Not all consumer tech companies are created equal
While Apple and Qualcomm continue to rack up growth from the surge in popularity of mobile devices and tablets, semiconductor giant Intel (NASDAQ: INTC) is struggling to keep its head above water. That's because the personal computer market, where Intel derives the bulk of its business, is in bad shape. Global PC shipments are falling as consumers increasingly turn away from them to instead opt for smartphones and tablets. In fact, Market research firm IDC recently stated that worldwide PC shipments should fall 10% this year, which would represent the biggest drop on record. This was a worse report that IDC's own previous projection, which called for a slightly milder 9.7% decline.
Crumbling PC shipments are the major reason behind Intel's struggles the past couple of years, and still represent a stiff headwind as 2013 draws to a close. Consider that Intel has seen revenue and earnings per share drop 2.5% and 17%, respectively, over the first nine months of 2013.

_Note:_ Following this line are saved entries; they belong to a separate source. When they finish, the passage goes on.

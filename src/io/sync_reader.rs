//! Synchronous CSV reader with iterator interface
//!
//! Provides a streaming iterator over operations from a script file.
//! Delegates CSV format concerns to the csv_format module.
//!
//! # Iterator Interface
//!
//! SyncReader implements the Iterator trait, yielding
//! `Result<Operation, PaymentError>` for each CSV row:
//!
//! ```no_run
//! use rust_transfer_engine::io::sync_reader::SyncReader;
//! use std::path::Path;
//!
//! let reader = SyncReader::new(Path::new("operations.csv")).unwrap();
//! for result in reader {
//!     match result {
//!         Ok(operation) => println!("Replaying: {:?}", operation),
//!         Err(e) => eprintln!("Error: {}", e),
//!     }
//! }
//! ```
//!
//! # Error Handling
//!
//! - Fatal errors (file not found) are returned from `new()`
//! - Individual record errors are yielded as Err variants carrying the line
//!   number, and iteration continues with the next row

use crate::core::Operation;
use crate::io::csv_format::{convert_csv_record, CsvRecord};
use crate::types::PaymentError;
use csv::{ReaderBuilder, Trim};
use std::fs::File;
use std::path::Path;

/// Synchronous CSV reader
///
/// Reads one record at a time; memory use does not grow with the file.
#[derive(Debug)]
pub struct SyncReader {
    reader: csv::Reader<File>,
    line_num: u64,
}

impl SyncReader {
    /// Open a script for streaming iteration
    ///
    /// The CSV reader trims whitespace from all fields and accepts short
    /// rows, since trailing optional columns may be left off.
    ///
    /// # Errors
    ///
    /// `FileNotFound` if the file does not exist, `IoError` for any other
    /// open failure.
    pub fn new(path: &Path) -> Result<Self, PaymentError> {
        let file = File::open(path).map_err(|e| match e.kind() {
            std::io::ErrorKind::NotFound => PaymentError::FileNotFound {
                path: path.display().to_string(),
            },
            _ => PaymentError::from(e),
        })?;

        let reader = ReaderBuilder::new()
            .trim(Trim::All)
            .flexible(true)
            .buffer_capacity(8 * 1024)
            .from_reader(file);

        Ok(Self {
            reader,
            line_num: 1,
        })
    }
}

impl Iterator for SyncReader {
    type Item = Result<Operation, PaymentError>;

    /// Next operation, or the error for the row that failed to parse
    fn next(&mut self) -> Option<Self::Item> {
        let mut deserializer = self.reader.deserialize::<CsvRecord>();
        let result = deserializer.next()?;
        self.line_num += 1;
        let line = self.line_num;

        Some(
            result
                .map_err(PaymentError::from)
                .and_then(convert_csv_record)
                .map_err(|e| with_line(e, line)),
        )
    }
}

/// Attach a line number to parse errors that lack one
pub(crate) fn with_line(error: PaymentError, line: u64) -> PaymentError {
    match error {
        PaymentError::ParseError {
            line: None,
            message,
        } => PaymentError::ParseError {
            line: Some(line),
            message,
        },
        other => other,
    }
}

And, things aren't expected to improve next year. At Intel's recent investor meeting, Chief Executive Officer Brian Krzanich stated that revenue and gross margins would be flat next year. This is clearly a disappointment to investors who were hoping any of the company's growth initiatives would gain traction.
The holidays may not be bright for all tech stocks
This holiday season is a crucial time for consumer-oriented technology companies. Thankfully, the holiday shopping period figures to be promising for Apple and Qualcomm, which means their upcoming quarters may be exceptionally strong.
For what it's worth, Intel continues to provide a hefty 3.7% yield that makes it a high-yielder, especially for technology stocks. Intel's dividend is significantly higher than the yield on the broader market, which likely makes it attractive to income investors despite its underlying issues. But for investors willing to sacrifice yield in exchange for brighter futures, give preference to Apple and Qualcomm.